Era il 1° luglio del 1968 quando, sotto l’egida delle Nazioni Unite, Stati Uniti, Unione Sovietica e Gran Bretagna si sedettero al tavolo per la firma del Trattato di non proliferazione nucleare. Francia e Cina, possessori ad oggi di armi nucleari, vi aderirono nel 1992, mentre la Corea del Nord lo sottoscrisse nel 1985 ma si ritirò dal trattato nel 2001, in quanto sospettata di costruire ordigni atomici.
Mai vi aderirono Israele, India e Pakistan. 11 articoli, entrati in vigore il 5 marzo del 1970. 11 articoli dall’evidente significato politico: l’accordo così firmato avrebbe sancito una permanente situazione di disuguaglianza, stabilendo l’egemonia permanente delle due superpotenze.

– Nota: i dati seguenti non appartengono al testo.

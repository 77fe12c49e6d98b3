//! # Doctor Signup Handler
//!
//! Doctors sign up through a multipart form that carries their profile image.
//! The signup flow is:
//!
//! 1. Parse the form, rejecting non-image files before anything is stored
//! 2. Validate fields and reject known emails early
//! 3. Hash the password and upload the image under a timestamped, unique key
//! 4. Insert the doctor; if that fails, delete the uploaded image again
//! 5. Issue a token

use std::collections::HashMap;
use std::sync::Arc;

use axum::{
    Json,
    body::Bytes,
    extract::{Multipart, State, multipart::MultipartError},
    http::StatusCode,
    response::IntoResponse,
};
use serde::{Deserialize, Serialize};
use time::OffsetDateTime;
use tracing::{debug, error, info, instrument, trace, warn};
use validator::Validate;

use super::auth::validation_message;
use crate::error::{AppError, AppResult};
use crate::models::{AppState, Doctor, NewDoctor, Role};
use crate::services::store::StoreError;
use crate::utils::{
    constant::DOCTOR_IMAGE_PREFIX,
    file::{FileManager, ImageUploadValidator},
    validator::{normalize_email, validate_not_blank},
};

/// Text fields accepted by the signup form
const TEXT_FIELDS: [&str; 7] = [
    "name",
    "specialization",
    "email",
    "degree",
    "rate",
    "description",
    "password",
];

/// Validated text part of the doctor signup form
#[derive(Debug, Validate)]
pub struct DoctorSignupForm {
    #[validate(custom(function = "validate_not_blank"))]
    pub name: String,
    #[validate(custom(function = "validate_not_blank"))]
    pub specialization: String,
    #[validate(email)]
    pub email: String,
    #[validate(custom(function = "validate_not_blank"))]
    pub degree: String,
    #[validate(range(min = 0.0))]
    pub rate: f64,
    pub description: String,
    #[validate(length(min = 6))]
    pub password: String,
}

impl DoctorSignupForm {
    /// Builds the form from raw multipart text values.
    ///
    /// Missing text fields become empty strings and are caught by validation.
    fn from_fields(mut fields: HashMap<String, String>) -> AppResult<Self> {
        let mut take = |name: &str| fields.remove(name).unwrap_or_default();

        let rate = take("rate")
            .trim()
            .parse::<f64>()
            .ok()
            .filter(|rate| rate.is_finite())
            .ok_or(AppError::BadRequest("Rate must be a non-negative number"))?;

        Ok(Self {
            name: take("name").trim().to_string(),
            specialization: take("specialization").trim().to_string(),
            email: normalize_email(&take("email")),
            degree: take("degree").trim().to_string(),
            rate,
            description: take("description").trim().to_string(),
            password: take("password"),
        })
    }
}

/// Image part of the doctor signup form, already through the upload filter
struct UploadedImage {
    file_name: String,
    content_type: String,
    data: Bytes,
}

/// Response for a successful doctor signup
#[derive(Debug, Serialize, Deserialize)]
pub struct DoctorSignupResponse {
    pub message: String,
    pub doctor: Doctor,
    pub token: String,
}

fn multipart_error(e: MultipartError) -> AppError {
    if e.status() == StatusCode::PAYLOAD_TOO_LARGE {
        warn!(error = %e, "Multipart body exceeds size limit");
        AppError::PayloadTooLarge
    } else {
        error!(error = %e, "Error reading multipart form");
        AppError::BadRequest("Invalid multipart data")
    }
}

/// Reads every part of the form. The image is filtered as soon as its headers arrive.
async fn read_form(
    multipart: &mut Multipart,
) -> AppResult<(HashMap<String, String>, Option<UploadedImage>)> {
    let mut fields = HashMap::new();
    let mut image = None;

    while let Some(field) = multipart.next_field().await.map_err(multipart_error)? {
        let field_name = field.name().unwrap_or("").to_string();

        match field_name.as_str() {
            "image" => {
                if image.is_some() {
                    warn!("More than one image in multipart form");
                    return Err(AppError::BadRequest("Only one image file is allowed"));
                }

                let file_name = field.file_name().unwrap_or("").to_string();
                let content_type = field.content_type().unwrap_or("").to_string();

                ImageUploadValidator::validate_image_type(&file_name, &content_type).map_err(
                    |e| {
                        warn!(%file_name, %content_type, "Rejected non-image upload");
                        AppError::BadRequest(e)
                    },
                )?;

                let data = field.bytes().await.map_err(multipart_error)?;
                ImageUploadValidator::validate_file_not_empty(&data).map_err(|e| {
                    warn!("Empty file uploaded");
                    AppError::BadRequest(e)
                })?;

                trace!(%file_name, size = data.len(), "Image accepted by upload filter");
                image = Some(UploadedImage {
                    file_name,
                    content_type,
                    data,
                });
            }
            name if TEXT_FIELDS.contains(&name) => {
                let value = field.text().await.map_err(multipart_error)?;
                fields.insert(field_name, value);
            }
            _ => {
                warn!(field_name = %field_name, "Unknown field in multipart form");
            }
        }
    }

    Ok((fields, image))
}

/// Deletes an uploaded image whose doctor record could not be stored.
async fn discard_image(state: &AppState, key: &str) {
    match state.storage.delete(key).await {
        Ok(()) => info!(key, "Removed orphaned doctor image"),
        Err(e) => error!(key, error = %e, "Failed to remove orphaned doctor image"),
    }
}

/// Registers a new doctor together with their profile image.
///
/// POST /api/auth/doctor/signup MultipartForm
///
/// Fields: `name`, `specialization`, `email`, `degree`, `rate`,
/// `description`, `password` and the file field `image`.
///
/// # Returns
///
/// - `201 Created` with [`DoctorSignupResponse`] - Doctor created
/// - `400 Bad Request` - Missing, repeated or non-image file, invalid fields, or email already registered
/// - `413 Payload Too Large` - Form exceeds the upload limit
/// - `500 Internal Server Error` - Hashing, storage, store or token failure
#[instrument(
    skip_all,
    fields(
        email = tracing::field::Empty,
        request_id = %uuid::Uuid::new_v4()
    )
)]
pub async fn doctor_signup(
    State(state): State<Arc<AppState>>,
    mut multipart: Multipart,
) -> AppResult<impl IntoResponse> {
    debug!("Processing doctor signup");

    let (fields, image) = read_form(&mut multipart).await?;

    let Some(image) = image else {
        warn!("No image provided in multipart form");
        return Err(AppError::BadRequest("Image file is required"));
    };

    let form = DoctorSignupForm::from_fields(fields)?;
    if let Err(e) = form.validate() {
        warn!(errors = %e, "Invalid doctor signup form");
        return Err(AppError::BadRequest(validation_message(&e)));
    }
    tracing::Span::current().record("email", form.email.as_str());

    // Saves an upload for a known duplicate; the insert below is still the real check
    if state.accounts.find_doctor_by_email(&form.email).await?.is_some() {
        warn!(email = %form.email, "Doctor email already registered");
        return Err(AppError::BadRequest("Doctor already exists"));
    }

    let password_hash = state.passwords.hash(&form.password).await?;

    let millis = OffsetDateTime::now_utc().unix_timestamp_nanos() / 1_000_000;
    let key = FileManager::object_key(DOCTOR_IMAGE_PREFIX, millis, &image.file_name);
    debug!(%key, size = image.data.len(), "Uploading doctor image");

    state
        .storage
        .upload(&key, image.data, &image.content_type)
        .await?;

    let image_url = match state.storage.public_url(&key).await {
        Ok(url) => url,
        Err(e) => {
            discard_image(&state, &key).await;
            return Err(e.into());
        }
    };

    let new_doctor = NewDoctor {
        name: form.name,
        specialization: form.specialization,
        email: form.email,
        degree: form.degree,
        rate: form.rate,
        description: form.description,
        image_url,
        password_hash,
    };

    let doctor = match state.accounts.insert_doctor(new_doctor).await {
        Ok(doctor) => doctor,
        Err(e) => {
            discard_image(&state, &key).await;
            return Err(match e {
                StoreError::EmailTaken => {
                    warn!("Doctor email registered concurrently");
                    AppError::BadRequest("Doctor already exists")
                }
                other => other.into(),
            });
        }
    };

    let token = state.jwt_service.issue_token(doctor.id, Role::Doctor)?;
    info!(doctor_id = %doctor.id, "Doctor created");

    Ok((
        StatusCode::CREATED,
        Json(DoctorSignupResponse {
            message: "Doctor created successfully".to_string(),
            doctor,
            token,
        }),
    ))
}

#[cfg(test)]
mod tests {
    use super::*;

    fn fields(pairs: &[(&str, &str)]) -> HashMap<String, String> {
        pairs
            .iter()
            .map(|(k, v)| (k.to_string(), v.to_string()))
            .collect()
    }

    fn complete() -> Vec<(&'static str, &'static str)> {
        vec![
            ("name", " Lisa Cuddy "),
            ("specialization", "Endocrinology"),
            ("email", " Cuddy@PPTH.org "),
            ("degree", "MD"),
            ("rate", "120.5"),
            ("description", "Dean of medicine"),
            ("password", "hunter22"),
        ]
    }

    #[test]
    fn form_is_trimmed_and_normalized() {
        let form = DoctorSignupForm::from_fields(fields(&complete())).unwrap();

        assert_eq!(form.name, "Lisa Cuddy");
        assert_eq!(form.email, "cuddy@ppth.org");
        assert_eq!(form.rate, 120.5);
        assert!(form.validate().is_ok());
    }

    #[test]
    fn unparsable_rate_is_rejected() {
        for rate in ["", "cheap", "NaN", "inf"] {
            let mut pairs = complete();
            pairs.retain(|(k, _)| *k != "rate");
            pairs.push(("rate", rate));

            assert!(
                matches!(
                    DoctorSignupForm::from_fields(fields(&pairs)),
                    Err(AppError::BadRequest("Rate must be a non-negative number"))
                ),
                "{rate:?} should be rejected"
            );
        }
    }

    #[test]
    fn validation_names_the_offending_field() {
        let cases = [
            ("rate", "-1", "Rate must be a non-negative number"),
            ("email", "not-an-email", "Invalid email address"),
            ("password", "short", "Password must be at least 6 characters"),
            ("degree", "  ", "Degree is required"),
        ];

        for (field, value, expected) in cases {
            let mut pairs = complete();
            pairs.retain(|(k, _)| *k != field);
            pairs.push((field, value));

            let form = DoctorSignupForm::from_fields(fields(&pairs)).unwrap();
            let errors = form.validate().unwrap_err();
            assert_eq!(validation_message(&errors), expected, "field {field}");
        }
    }
}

URSS e USA, ancora una volta. Esso, infatti, prevedeva che gli stati in possesso di armi nucleari si impegnassero a non trasferire armi atomiche a chi non ne possedeva, prevedendo così la rinuncia al possesso di armamenti nucleari da parte di quegli stati che avrebbero aderito al trattato. Gli americani, insomma, rinunciavano per sempre al riarmo atomico della Germania –strategico tassello sul continente europeo-, in cambio della condanna sovietica del riarmo atomico cinese – i cui rapporti, a quest’altezza cronologica, andavano incrinandosi.
Un accordo riuscito ma basato su di un profondo errore di valutazione delle rispettive ragioni di fondo che favorirono il dialogo. I sovietici, infatti, ritenevano che gli Stati Uniti, profondamente fiaccati dall’estenuante guerra del Vietnam, attraversassero una fase di crisi, alla quale non sarebbero stati in grado di rimediare a breve termine. Agli occhi russi il processo di distensione statunitense altro non era che un segno di debolezza.
La realtà, però, disegnava ben altre prospettive: non debolezza, ma uso accorto della diplomazia per frenare i costi della gara nucleare e spaziale. Gli USA, come spesso accadde nella storia di quella guerra fredda che sembra oggi riaffacciarsi, si mostrarono più accorti e più abili nel giocarsi le armi della diplomazia. Rafforzamento del duopolio mondiale, sostenevano i vertici russi, questo l’obiettivo del Trattato di non proliferazione.
Così, mentre l’URSS puntava al rafforzamento della grande impresa –in questo caso degli armamenti-, gli USA lavoravano al rilancio tecnologico che avrebbe portato a quella rivoluzione che da lì a pochi anni avrebbe modificato per sempre la struttura delle relazioni internazionali. Il futuro non era più nell’impero militare. Il futuro era nella costruzione di imperi tecnologici. Gli USA ben presto lo capirono. E presto scardinarono le basi di quel duopolio in cui i russi avevano creduto di poter sopravvivere.